Last Halloween, a prominent LA radio station dropped a bonus track from Drake’s 2011 platinum album Take Care. And with this world premiere of “The Motto,” the masses fell under the seductive spell of YOLO. YOLO — which, for those of you over 35, stands for “you only live once” — is hotter than Hansel right now, asserting itself at the ends of millions of sentences and tweets over recent weeks. With a sound that rolls off the tongue like Jell-O and a versatile message that can excuse away a range of risqué behaviors from snorting an illicit drug to wearing non-matching socks to class, YOLO is becoming as ubiquitous in youth culture as yoga pants. It’s the “carpe diem” for young people too busy living to learn Latin. And while YOLO is experiencing a bit of negative blowback on social media sites, I generally remain supportive of any phrase or fad, like planking or Kony, that reaches widespread viral prominence in this age of copious internet content, even if the premise of the fad — like Kony — is a little suspect.
YOLO is a very powerful term, and as Uncle Ben taught us, with great power comes great responsibility. Like war and peace, there is a specific time to use YOLO, and as the phrase has increased in popularity, its improper usage is threatening the very fabric of an individual’s outlook on life.
As I see it, there are three versions of YOLO. The first is the facetious usage of the acronym, when somebody adds in a YOLO to the end of an otherwise mundane or trivial action. Just ate an apple #YOLO or Illegally streaming Hot Tub Time Machine, YOLO are such examples. This type of YOLO is similar to Ka-blamo, the catchphrase and title of one of Lonely Island’s first hit songs. In Ka-blamo, the Samberg-led trio exclaims, “That’s Ka-blamo” after such silly statements as “Your mouthwash is gargly” and “You joined a sorority.” And while the humor-to-obnoxious ratio is up for debate, there is no real detrimental effect to society when someone culminates a statement like “peeing with the seat down” with a good ol’ fashion YOLO.

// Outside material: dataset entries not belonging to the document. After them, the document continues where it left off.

use std::fs;
use std::path::Path;

use approx::assert_abs_diff_eq;
use beacon_locator::api::{CalibrationSample, EstimateOutcome};
use beacon_locator::utils::SystemConfig;
use beacon_locator::{rssi_from_distance, EstimationError, PositioningService, ReceiverLocation};
use chrono::{DateTime, Duration, TimeZone, Utc};
use rand::rngs::StdRng;
use rand::SeedableRng;
use tempfile::tempdir;

const FLOOR_PLAN: &str = r#"
[building]
walls = [[0, 0], [20, 0], [20, 10], [0, 10]]

[[building.room]]
name = "office"
walls = [[0, 0], [10, 0], [10, 10], [0, 10]]

[[building.room]]
name = "lab"
walls = [[10, 0], [20, 0], [20, 10], [10, 10]]

[[building.receiver]]
device_id = "rx-sw"
position = { x = 0.0, y = 0.0 }

[[building.receiver]]
device_id = "rx-se"
position = { x = 20.0, y = 0.0 }
"#;

fn now() -> DateTime<Utc> {
    Utc.with_ymd_and_hms(2024, 5, 1, 12, 0, 0).unwrap()
}

fn write_config(dir: &Path) -> SystemConfig {
    fs::write(dir.join("floor.toml"), FLOOR_PLAN).unwrap();
    let text = format!(
        r#"
        [path_loss]
        tx_power_dbm = -45.0
        path_loss_exponent = 2.5

        [paths]
        floor_plan = "{floor}"
        receivers = "{receivers}"
        calibration_log = "{calibration}"
        "#,
        floor = dir.join("floor.toml").display(),
        receivers = dir.join("receivers.json").display(),
        calibration = dir.join("calibration.jsonl").display(),
    );
    fs::write(dir.join("config.toml"), text).unwrap();
    SystemConfig::load(dir.join("config.toml")).unwrap()
}

fn scan(receiver: &str, address: &str, rssi: i32, name: &str, time: DateTime<Utc>) -> String {
    serde_json::json!({
        "device_id": receiver,
        "address": address,
        "rssi": rssi,
        "manufacture_id": 76,
        "name": name,
        "time": time.format("%Y-%m-%dT%H:%M:%S%.6fZ").to_string(),
    })
    .to_string()
}

/// Noiseless RSSI for a beacon at `(x, y)` heard by a receiver at `(rx, ry)`
fn synthetic_rssi(x: f64, y: f64, rx: f64, ry: f64) -> i32 {
    let distance = ((x - rx).powi(2) + (y - ry).powi(2)).sqrt();
    rssi_from_distance(distance, -45.0, 2.5).round() as i32
}

#[test]
fn test_end_to_end_positioning() {
    let dir = tempdir().unwrap();
    let config = write_config(dir.path());
    let service = PositioningService::from_config(config).unwrap();

    // Floor-plan receivers seed the registry and are persisted
    assert_eq!(service.registry().len(), 2);
    assert!(dir.path().join("receivers.json").exists());

    let total = service
        .register_receivers(r#"{"devices": [{"device_id": "rx-n", "position": {"x": 10, "y": 10, "z": 2.4}}]}"#)
        .unwrap();
    assert_eq!(total, 3);

    let truth = (6.0, 4.0);
    let receivers = [("rx-sw", 0.0, 0.0), ("rx-se", 20.0, 0.0), ("rx-n", 10.0, 10.0)];
    for (id, rx, ry) in receivers {
        let rssi = synthetic_rssi(truth.0, truth.1, rx, ry);
        service
            .handle_scan(&scan(id, "tag-1", rssi, "asset", now() - Duration::seconds(2)), now())
            .unwrap();
    }
    // Second beacon heard by two receivers only
    service.handle_scan(&scan("rx-sw", "tag-2", -70, "asset", now()), now()).unwrap();
    service.handle_scan(&scan("rx-se", "tag-2", -72, "asset", now()), now()).unwrap();

    let report = service.estimate_positions(now());
    assert_eq!(report.located, 1);
    assert_eq!(report.unavailable, 1);

    let position = report.positions["tag-1"].position().unwrap();
    assert_abs_diff_eq!(position.x, truth.0, epsilon = 0.5);
    assert_abs_diff_eq!(position.y, truth.1, epsilon = 0.5);
    assert!(matches!(
        report.positions["tag-2"],
        EstimateOutcome::Unavailable(EstimationError::InsufficientCoverage { usable: 2, required: 3, .. })
    ));

    let view = service.positions_view(now());
    assert_eq!(view.receivers["rx-n"], ReceiverLocation { x: 10.0, y: 10.0, z: Some(2.4) });
    assert_eq!(view.senders.len(), 1);

    let groups = service.rssi_groups(now());
    assert_eq!(groups["tag-1"].len(), 3);
    assert_eq!(service.valid_device_count(now()), 2);
}

#[test]
fn test_registry_survives_restart() {
    let dir = tempdir().unwrap();
    let config = write_config(dir.path());

    let first = PositioningService::from_config(config.clone()).unwrap();
    first
        .register_receivers(r#"[{"device_id": "rx-sw", "position": {"x": 1, "y": 1}}]"#)
        .unwrap();
    drop(first);

    // The persisted position wins over the floor-plan declaration
    let second = PositioningService::from_config(config).unwrap();
    assert_eq!(second.registry().get("rx-sw"), Some(ReceiverLocation::planar(1.0, 1.0)));
    assert_eq!(second.registry().len(), 2);
}

#[test]
fn test_calibration_samples_logged() {
    let dir = tempdir().unwrap();
    let config = write_config(dir.path());
    let service = PositioningService::from_config(config).unwrap();

    let point = service.resample_calibration_point(&mut StdRng::seed_from_u64(9)).unwrap();
    assert!(point.place == "office" || point.place == "lab");

    service
        .handle_scan(&scan("rx-sw", "cal", -61, "ble_calibration", now()), now())
        .unwrap();
    service.handle_scan(&scan("rx-se", "tag", -61, "asset", now()), now()).unwrap();

    let log = fs::read_to_string(dir.path().join("calibration.jsonl")).unwrap();
    let samples: Vec<CalibrationSample> = log.lines().map(|l| serde_json::from_str(l).unwrap()).collect();
    assert_eq!(samples.len(), 1);
    assert_eq!(samples[0].device_id, "rx-sw");
    assert_eq!(samples[0].rssi, -61);
    assert_eq!(samples[0].place, point.place);
    assert_eq!(samples[0].position, point.position);
}

#[test]
fn test_stale_beacons_drop_out() {
    let dir = tempdir().unwrap();
    let service = PositioningService::from_config(write_config(dir.path())).unwrap();

    let early = now() - Duration::minutes(40);
    service.handle_scan(&scan("rx-sw", "gone", -60, "asset", early), early).unwrap();
    assert_eq!(service.scanned_devices().len(), 1);

    let accepted = service.handle_scan(&scan("rx-sw", "here", -60, "asset", now()), now()).unwrap();
    assert_eq!(accepted.evicted, 1);
    let addresses: Vec<String> = service.scanned_devices().into_iter().map(|e| e.address).collect();
    assert_eq!(addresses, vec!["here"]);
}

#[test]
fn test_shipped_configuration_loads() {
    let config = SystemConfig::load("config/beacon-locator.toml").unwrap();
    assert_eq!(config, SystemConfig { paths: config.paths.clone(), ..SystemConfig::default() });

    let plan = beacon_locator::FloorPlan::load("config/cafeteria.toml").unwrap();
    assert_eq!(plan.building.rooms().len(), 3);
    assert_eq!(plan.receivers.len(), 3);
}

The second type of YOLO is what I’ll coin the “Fuck it YOLO.” Should you go bungee jump off the bridge? Fuck it, YOLO. Go streaking past a cop car? Fuck it, YOLO. Get that second serving of Wow-Cow? Eff’in YOLO. But like red meats and Libertarian philosophies, the “Fuck it, YOLO” is healthiest when taken in moderation. For when used on a proper basis, the “Fuck it, YOLO” has the ability to add extra spice to some of life’s drudgeries. Sleep through that class every once in a while. Try rocking muttonchop sideburns for a month. When out in Collegetown, accept the brownie that the friendly stranger offers you, transforming your otherwise humdrum night into a magical voyage of shapes, colors and time that ends with you lying peacefully in a field outside of Trumansburg. None of these id-appeasing actions are good strategies on a daily basis, and must be undertaken with caution, for the equivalent counterpart to YOLO is that you only die once (#YODO). Yet when the stars align, the occasional “Fuck it, YOLO” can improve your wellbeing and create a memory that lasts a lifetime.

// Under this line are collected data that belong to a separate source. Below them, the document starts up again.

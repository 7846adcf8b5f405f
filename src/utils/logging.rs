//! Structured logging setup
//!
//! Installs a `tracing` subscriber writing to stderr, so stdout stays free for
//! command output. `RUST_LOG` takes precedence over the configured level.

use serde::{Deserialize, Serialize};
use std::fmt;
use std::str::FromStr;
use tracing::warn;
use tracing_subscriber::{fmt as layer_fmt, prelude::*, EnvFilter};

#[derive(Debug, Clone, Copy, PartialEq, Eq, Default, Serialize, Deserialize)]
#[serde(rename_all = "lowercase")]
pub enum LogLevel {
    Trace,
    Debug,
    #[default]
    Info,
    Warn,
    Error,
}

impl fmt::Display for LogLevel {
    fn fmt(&self, f: &mut fmt::Formatter<'_>) -> fmt::Result {
        match self {
            LogLevel::Trace => write!(f, "trace"),
            LogLevel::Debug => write!(f, "debug"),
            LogLevel::Info => write!(f, "info"),
            LogLevel::Warn => write!(f, "warn"),
            LogLevel::Error => write!(f, "error"),
        }
    }
}

impl FromStr for LogLevel {
    type Err = String;

    fn from_str(s: &str) -> Result<Self, Self::Err> {
        match s.to_ascii_lowercase().as_str() {
            "trace" => Ok(LogLevel::Trace),
            "debug" => Ok(LogLevel::Debug),
            "info" => Ok(LogLevel::Info),
            "warn" | "warning" => Ok(LogLevel::Warn),
            "error" => Ok(LogLevel::Error),
            other => Err(format!("unknown log level {:?}", other)),
        }
    }
}

/// Output layout of log lines
#[derive(Debug, Clone, Copy, PartialEq, Eq, Default, Serialize, Deserialize)]
#[serde(rename_all = "lowercase")]
pub enum LogFormat {
    /// Multi-line, human-readable
    Pretty,
    /// One line per event
    #[default]
    Compact,
    /// Newline-delimited JSON
    Json,
}

#[derive(Debug, Clone, PartialEq, Eq, Default, Serialize, Deserialize)]
#[serde(default)]
pub struct LogConfig {
    pub level: LogLevel,
    pub format: LogFormat,
    /// Directive string such as `beacon_locator::processing=debug`; overrides `level`
    pub filter: Option<String>,
}

impl LogConfig {
    /// Errors only, compact
    pub fn quiet() -> Self {
        Self {
            level: LogLevel::Error,
            ..Default::default()
        }
    }

    /// Why the configured `filter` cannot be parsed, if it cannot
    pub fn filter_error(&self) -> Option<String> {
        let directives = self.filter.as_deref()?;
        EnvFilter::try_new(directives).err().map(|e| e.to_string())
    }

    /// The filter to install, plus the parse error when `filter` had to be
    /// replaced by `level`
    fn env_filter(&self) -> (EnvFilter, Option<String>) {
        let fallback = || EnvFilter::new(self.level.to_string());
        match &self.filter {
            Some(directives) => match EnvFilter::try_new(directives) {
                Ok(filter) => (filter, None),
                Err(e) => (fallback(), Some(e.to_string())),
            },
            None => (EnvFilter::try_from_default_env().unwrap_or_else(|_| fallback()), None),
        }
    }
}

/// Install the global subscriber.
///
/// Returns `false` if a subscriber was already installed, in which case the
/// existing one is left in place. An unparseable `filter` falls back to
/// `level` and is reported through the new subscriber.
pub fn init_logging(config: &LogConfig) -> bool {
    let (filter, filter_error) = config.env_filter();
    let result = match config.format {
        LogFormat::Json => tracing::subscriber::set_global_default(
            tracing_subscriber::registry()
                .with(filter)
                .with(layer_fmt::layer().json().with_writer(std::io::stderr)),
        ),
        LogFormat::Pretty => tracing::subscriber::set_global_default(
            tracing_subscriber::registry()
                .with(filter)
                .with(layer_fmt::layer().pretty().with_writer(std::io::stderr)),
        ),
        LogFormat::Compact => tracing::subscriber::set_global_default(
            tracing_subscriber::registry()
                .with(filter)
                .with(layer_fmt::layer().compact().with_writer(std::io::stderr)),
        ),
    };
    if let (Ok(()), Some(error)) = (&result, filter_error) {
        warn!(filter = ?config.filter, %error, level = %config.level, "invalid log filter, using level");
    }
    result.is_ok()
}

While the first two versions of YOLO have either positive or neutral effects on the individual and society, there lies a third, more insidious YOLO. This sinister YOLO is the “Live everyday like it’s your last,” 24/7 type of YOLOing. Originally popularized via fortune cookies, motivational calendars and sappy/crappy pop songs like Kris Allen’s “Live Like We’re Dying,” this abhorred form of YOLO makes the calm man crazy and the studious man lazy by highlighting the fact that all of us will eventually be reduced to worm food one day.

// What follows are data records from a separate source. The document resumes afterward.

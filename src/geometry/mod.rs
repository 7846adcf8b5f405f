//! Floor-plan geometry: polygons, rooms and the building footprint

pub mod polygon;
pub mod building;
pub mod floor_plan;

pub use polygon::{bounding_box, point_in_polygon, Polygon};
pub use building::{Building, CalibrationPoint, RoomPolygon, RoomSample};
pub use floor_plan::FloorPlan;
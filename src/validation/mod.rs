//! Error taxonomy and input validation

pub mod error;

pub use error::{
    ConfigError, Error, EstimationError, GeometryError, PersistenceError, RejectReason, Result,
};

While the “live today like it’s your last” logic seems optimistic on the surface, it’s actually a rather pessimistic view on life, the universe and everything. To live like you’re dying is to view the metaphorical glass of life as being half-empty, and thus needing to be chugged quickly before it runs out. But feeling like one needs to constantly be “chugging life” is an exhausting task that puts quite a bit of stress on the individual. It is like taking a timed test with a giant hourglass placed right in front of you. You will fixate on the dwindling sands of the hourglass and rush through the questions on the paper. For it is rather difficult to endure much of Life’s inherit monotonous grind when you’re set on constantly living the YOLO lifestyle.
This is why the YOLO-inspired “life is short” mantra falls short for the ordinary Joe. For while Drake and his “25 mil” are all about YOLO “every day, every day, every day,” you are not Drake nor are you sitting on a cool $25 million. Thus to live a perpetual life of YOLO is simply unrealistic. Instead, as Kevin Spacey’s character philosophizes at the end of American Beauty, one should simply let the immense beauty of the world “flow through you like rain” as opposed to “fill you up like a balloon that’s about to burst.” For while life is short, life is also very long, and it’s kind of cool that we get to live it at all.